Re: Named graphs etc from Patrick Stickler on 2004-03-12 (www-archive@w3.org from March 2004)

From: Patrick Stickler <patrick.stickler@nokia.com>
Date: Fri, 12 Mar 2004 11:29:06 +0200
To: "ext Pat Hayes" <phayes@ihmc.us>
Cc: <www-archive@w3.org>, "ext Jeremy Carroll" <jjc@hplb.hpl.hp.com>, <chris@bizer.de>
Message-Id: <B5943B66-7407-11D8-BD2B-000A95EAFCEA@nokia.com>
On Mar 11, 2004, at 20:27, ext Pat Hayes wrote:

>
>> On Mar 10, 2004, at 19:00, ext Pat Hayes wrote:
>>
>>>>> You can't bootstrap assertion/trust/etc. by putting stuff in 
>>>>> graphs. These are all ABOUT graphs, so for example if you don't 
>>>>> trust graphs, then having them say 'trust me!!' isn't going to 
>>>>> make you trust them more.
>>>>
>>>> I would consider the same argument to then be valid against an XML 
>>>> attribute.
>>>
>>> No, because XML attributes aren't required to have truth-functional 
>>> semantics, as RDF is. They can 'mean' anything.
>>
>> See my recent discussion about a distinct "bootstrapping 
>> interpretation" phase
>> prior to a full RDF interpretation.
>>
>> I look at this bootstrapping phase as analogous to processing of XML 
>> attributes
>> prior to full RDF interpretation, but using statements.
>
> But this isnt feasible. That is, it might be OK to use statements to 
> express this, except that once you put stuff in RDF statements, it has 
> to obey the very generic 'logical rules' of RDF-style assertions. So 
> for example suppose you can *infer* such a triple from some exotic 
> piece of RDF/OWL reasoning? There should be no difference in meaning 
> between this and having it written right into the graph.

But such reasoning would not be licensed by the semantics of the 
bootstrapping
interpretation, and if later such statements are inferred, they are 
innocuous
because if you infer *new* statements you have a *different* graph!
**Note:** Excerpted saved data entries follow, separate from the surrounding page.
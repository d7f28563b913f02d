//! Bounded pool of reusable resources such as pre-connected clients.

use std::ops::{Deref, DerefMut};

use crossbeam_channel::{bounded, Receiver, Sender};

/// A fixed multiset of resources shared between threads.
///
/// Resources sit in a bounded channel; checking one out takes it from the
/// channel and its guard puts it back on drop. The pool holds both channel
/// ends, so a checkout can only ever wait, never fail.
pub struct ResourcePool<T> {
    home: Sender<T>,
    idle: Receiver<T>,
    capacity: usize,
}

impl<T> ResourcePool<T> {
    /// Create a pool holding `resources`.
    ///
    /// The capacity is the number of resources given. Checking out of an
    /// empty pool blocks forever.
    pub fn new(resources: impl IntoIterator<Item = T>) -> Self {
        let resources: Vec<T> = resources.into_iter().collect();
        let capacity = resources.len();
        let (home, idle) = bounded(capacity.max(1));
        for resource in resources {
            // Cannot fail: the channel has room for every resource
            let _ = home.try_send(resource);
        }
        Self {
            home,
            idle,
            capacity,
        }
    }

    /// Take a resource, blocking while none is available.
    pub fn checkout(&self) -> Checkout<T> {
        match self.idle.recv() {
            Ok(resource) => self.guard(resource),
            Err(_) => unreachable!("pool holds its own sender"),
        }
    }

    /// Take a resource if one is available right now.
    pub fn try_checkout(&self) -> Option<Checkout<T>> {
        self.idle.try_recv().ok().map(|r| self.guard(r))
    }

    /// Total number of resources owned by the pool.
    pub fn capacity(&self) -> usize {
        self.capacity
    }

    /// Resources not currently checked out.
    pub fn available(&self) -> usize {
        self.idle.len()
    }

    fn guard(&self, resource: T) -> Checkout<T> {
        Checkout {
            resource: Some(resource),
            home: self.home.clone(),
        }
    }
}

/// A checked-out resource; returns to its pool when dropped.
pub struct Checkout<T> {
    resource: Option<T>,
    home: Sender<T>,
}

impl<T> Deref for Checkout<T> {
    type Target = T;

    fn deref(&self) -> &T {
        self.resource
            .as_ref()
            .expect("checked-out resource is present until drop")
    }
}

impl<T> DerefMut for Checkout<T> {
    fn deref_mut(&mut self) -> &mut T {
        self.resource
            .as_mut()
            .expect("checked-out resource is present until drop")
    }
}

impl<T> Drop for Checkout<T> {
    fn drop(&mut self) {
        if let Some(resource) = self.resource.take() {
            // Fails only if the pool itself is gone, in which case the resource is dropped
            let _ = self.home.send(resource);
        }
    }
}
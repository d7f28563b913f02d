//! Two-stage pipeline: issue on the calling thread, complete on the workers.

use std::cell::RefCell;
use std::sync::Arc;

use crate::error::{PoolError, WorkerPanic};

use super::resources::{Checkout, ResourcePool};
use super::workers::StreamPool;

/// Run requests through an issue stage and a completion stage.
///
/// For each `(index, request)`, the calling thread checks a resource out of
/// `resources` (blocking while all are in use) and calls `issue` to start the
/// request, producing an in-flight handle. The handle and the resource then
/// travel through the pool's work queue to a worker, which calls `complete`.
/// The resource is returned as soon as `complete` returns, whatever the
/// outcome, so at most `resources.capacity()` requests are ever in flight.
///
/// Every request yields exactly one `sink(index, result)` call on the calling
/// thread. A failed `issue` is reported straight away and its resource goes
/// back to the pool before the next request is issued.
pub fn run_staged<C, T, Q, H, R, E, Is, Co, S>(
    pool: &StreamPool<C>,
    resources: &Arc<ResourcePool<T>>,
    requests: impl IntoIterator<Item = (usize, Q)>,
    mut issue: Is,
    complete: Co,
    sink: S,
) -> Result<(), PoolError>
where
    C: 'static,
    T: Send + 'static,
    H: Send + 'static,
    R: Send + 'static,
    E: From<WorkerPanic> + Send + 'static,
    Is: FnMut(&mut T, Q) -> Result<H, E>,
    Co: Fn(&mut C, &mut T, H) -> Result<R, E> + Send + Sync + 'static,
    S: FnMut(usize, Result<R, E>),
{
    // Both stages report on this thread, never at the same time
    let sink = RefCell::new(sink);

    let in_flight = requests.into_iter().filter_map(|(index, request)| {
        let mut resource = resources.checkout();
        match issue(&mut *resource, request) {
            Ok(handle) => Some((index, (resource, handle))),
            Err(e) => {
                drop(resource);
                (*sink.borrow_mut())(index, Err(e));
                None
            }
        }
    });

    let stage_two = pool
        .bind(
            move |ctx: &mut C, (mut resource, handle): (Checkout<T>, H), _: &()| {
                let result = complete(ctx, &mut *resource, handle);
                drop(resource);
                result
            },
        )
        .with_queue_capacity(resources.capacity() + pool.size());

    stage_two.run(in_flight, Arc::new(()), |index, result| {
        (*sink.borrow_mut())(index, result)
    })
}
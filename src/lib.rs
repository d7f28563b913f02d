//! # S3 Tile Reader
//!
//! Parallel tile reads from cloud-optimized GeoTIFFs stored in S3-compatible
//! object storage.
//!
//! This library reads the same tile from many objects at once. For each object
//! it fetches a small probe of leading bytes, parses the first image directory,
//! looks up the tile's byte range, fetches just that range and inflates it into
//! a slab of a caller-owned 3-D array. Nothing beyond the probe and the tile
//! itself is ever downloaded.
//!
//! ## Features
//!
//! - **Range-based reads**: one probe request and one tile request per object
//! - **Worker pool**: a fixed set of OS threads, each owning its storage client
//! - **Fault isolation**: a failing object leaves its slot empty; the batch goes on
//! - **Connection pooling**: pipelined byte-range fetches over pre-connected HTTP clients
//!
//! ## Architecture
//!
//! - [`io`] - Range fetch trait with S3 and plain-HTTP clients
//! - [`mod@format`] - TIFF header and first-directory parser
//! - [`tile`] - Tile addressing, sample types and deflate decoding
//! - [`pool`] - Worker pool, resource pool and staged pipeline
//! - [`reader`] - Batch header/tile reader and range fetcher
//! - [`config`] - CLI and configuration types
//!
//! ## Example
//!
//! ```rust,no_run
//! use ndarray::Array3;
//! use s3_tile_reader::{S3ClientFactory, TileIndex, TileReader};
//!
//! let locations = ["s3://bucket/a.tif", "s3://bucket/b.tif"];
//! let reader = TileReader::with_workers(S3ClientFactory::new("ap-southeast-2"), 8, 4096)?;
//! reader.warmup()?;
//!
//! let mut pixels = Array3::<u16>::zeros((locations.len(), 512, 512));
//! let stats = reader.read_tile_batch(&locations, TileIndex::Linear(0), &mut pixels)?;
//! println!("{} of {} tiles read", stats.succeeded(), locations.len());
//! # Ok::<(), s3_tile_reader::ReaderError>(())
//! ```

pub mod config;
pub mod error;
pub mod format;
pub mod io;
pub mod pool;
pub mod reader;
pub mod tile;

// Re-export commonly used types
pub use config::{Backend, ByteRange, Cli, Command, ReaderConfig};
pub use error::{FetchError, FormatError, PoolError, ReaderError, TileError, WorkerPanic};
pub use format::{parse_header, ByteOrder, Header, Info, Tag, TagValue};
pub use io::{
    ClientFactory, HttpClientFactory, HttpRangeClient, Location, RangeFetch, S3ClientFactory,
    S3RangeClient,
};
pub use pool::{run_staged, Checkout, ResourcePool, StreamPool};
pub use reader::{
    batch_array, FetchedRange, HttpRangeFetcher, RangeRequest, TileReader, WorkerContext,
};
pub use tile::{
    read_tile, read_tile_bytes, BatchStats, DecodedTile, RawTile, Sample, SampleType, TileIndex,
    TileStats, DEFAULT_PROBE_SIZE,
};
//! File format parsers.
//!
//! Only classic (32-bit offset) TIFF is understood, which covers
//! cloud-optimized GeoTIFF rasters written with deflate tiles.

pub mod tiff;

pub use tiff::{parse_header, ByteOrder, Header, Info, Tag, TagValue};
The bootstrapping interpretation employs *no* closure rules. It 
examines the
graph at face value and determines if the graph is explicitly asserted, 
per
the bootstrapping vocabulary, and what other qualifications it has, such
as authority, signature, etc. That's *it*. If later some OWL reasoner 
infers
things about a graph, so what, those things are probably right, but the
bootstrapping interpretation will not take them into consideration since
you no longer are considering that original graph, but some derivative
or superset of it which is *another* graph.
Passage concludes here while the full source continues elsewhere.